Dive Brief:
- Seven new families of redirect attacks were recently uncovered that target leading publishers, costing publishers $210 million and advertisers $920 million annually, according to a press release from ad verification firm GeoEdge that was made available to Marketing Dive.
- Auto-redirects are the most widely used scheme to distribute fake ads, accounting for 48% of malware, according to the analysis. Incidences of malicious auto-redirects are increasing every year with most of the redirects, or 72%, occurring on mobile devices.
- One of the uncovered redirect attacks whitelisted premium publishers, including The Wall Street Journal, Reuters, Forbes and more. The malware opened numerous invisible frames and executed fraudulent clicks.
Dive Insight:
The report is the latest indication that ad fraud continues to plague digital marketing despite efforts to address the problem. In fact, the rate of auto-redirect attacks increased significantly in 2017, according to the GeoEdge report.
Along with siphoning off more than $1 billion each year, the attacks harm the trust between publishers and users. Malware attacks have traditionally impacted a user’s experience with a site, where ads redirect a user’s screen to a fake virus warning, a prize drawing or phishing scam. This has led to an increase in the use of ad-blocking technology, which hampers publishers’ ability to monetize content.

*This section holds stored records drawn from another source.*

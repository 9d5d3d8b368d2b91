use std::fmt;

/// A corporation role, identified by its bit in the `EVE-CORPROLE` mask.
#[derive(Debug, Clone, Copy, PartialEq, Eq, Hash)]
pub struct CorpRole {
    /// Bitmask value of the role
    pub id: u64,
    /// Human readable label
    pub name: &'static str,
}

impl CorpRole {
    /// Creates a role entry for a table.
    pub const fn new(id: u64, name: &'static str) -> Self {
        Self { id, name }
    }

    /// Returns true if `mask` grants this role.
    pub const fn is_granted_by(&self, mask: u64) -> bool {
        self.id & mask != 0
    }
}

impl fmt::Display for CorpRole {
    fn fmt(&self, f: &mut fmt::Formatter<'_>) -> fmt::Result {
        f.write_str(self.name)
    }
}

/// The corporation roles the IGB reports, in declaration order.
pub const CORP_ROLES: &[CorpRole] = &[
    CorpRole::new(1, "Director"),
    CorpRole::new(1 << 7, "Personnel Manager"),
    CorpRole::new(1 << 8, "Accountant"),
    CorpRole::new(1 << 9, "Security Officer"),
    CorpRole::new(1 << 10, "Factory Manager"),
    CorpRole::new(1 << 11, "Station Manager"),
    CorpRole::new(1 << 12, "Auditor"),
    CorpRole::new(1 << 41, "Equipment Config"),
    CorpRole::new(1 << 49, "Can Rent Office"),
    CorpRole::new(1 << 50, "Can Rent Factory Slot"),
    CorpRole::new(1 << 51, "Can Rent Research Slot"),
    CorpRole::new(1 << 52, "Junior Accountant"),
    CorpRole::new(1 << 53, "Starbase Config"),
    CorpRole::new(1 << 54, "Trader"),
    CorpRole::new(1 << 55, "Communications Officer"),
    CorpRole::new(1 << 56, "Contract Manager"),
    CorpRole::new(1 << 57, "Infrastructure Tactical Officer"),
    CorpRole::new(1 << 58, "Starbase Fuel Technician"),
    CorpRole::new(1 << 59, "Fitting Manager"),
];

/// Returns every entry of `table` whose id intersects `mask`, in table order.
///
/// The check is a bitwise intersection, so entries spanning several bits are
/// selected as soon as one of their bits is set.
///
/// # Examples
///
/// ```
/// use igb_headers::{CorpRole, roles_for_mask};
///
/// let table = [
///     CorpRole::new(1, "A"),
///     CorpRole::new(2, "B"),
///     CorpRole::new(4, "C"),
/// ];
///
/// let names: Vec<_> = roles_for_mask(5, &table).iter().map(|r| r.name).collect();
/// assert_eq!(names, ["A", "C"]);
/// assert!(roles_for_mask(0, &table).is_empty());
/// ```
pub fn roles_for_mask(mask: u64, table: &[CorpRole]) -> Vec<CorpRole> {
    table
        .iter()
        .filter(|role| role.is_granted_by(mask))
        .copied()
        .collect()
}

Redirects are also difficult to address. Once an attack source has been identified, another one often takes its place, making it near impossible for publishers and traditional ad verification tools to uncover them. Hackers continue to get more sophisticated in their efforts, meaning addressing the problem isn’t getting easier. The report highlights one type of attack that has zero effect on user experience. Hidden auto-redirects focus on mobile click fraud by opening invisible iframes that click on ads automatically and go undetected.
A number of firms and organizations are working on solutions for addressing ad fraud. GeoEdge reports that its multi-layered approach for auto-redirect detection has increased identification and prevention by 30%.
Ads.txt, a solution introduced last spring by the Interactive Advertising Bureau Tech Lab enabling publishers to indicate who is authorized to buy their inventory, had only been adopted by 20% of publishers by mid-December, underscoring how one the challenges with fighting fraud is convincing the industry to adopt available measures.
A study by the Trustworthy Accountability Group, an anti-fraud industry initiative, found that industry-wide anti-piracy efforts have cut ad fraud revenue by 48% and puts the problem of infringing content at a $2.4 billion issue. To combat content piracy, marketers and publishers have looked more closely at contracts from the buy side and used monitoring lists to block ads to those sites.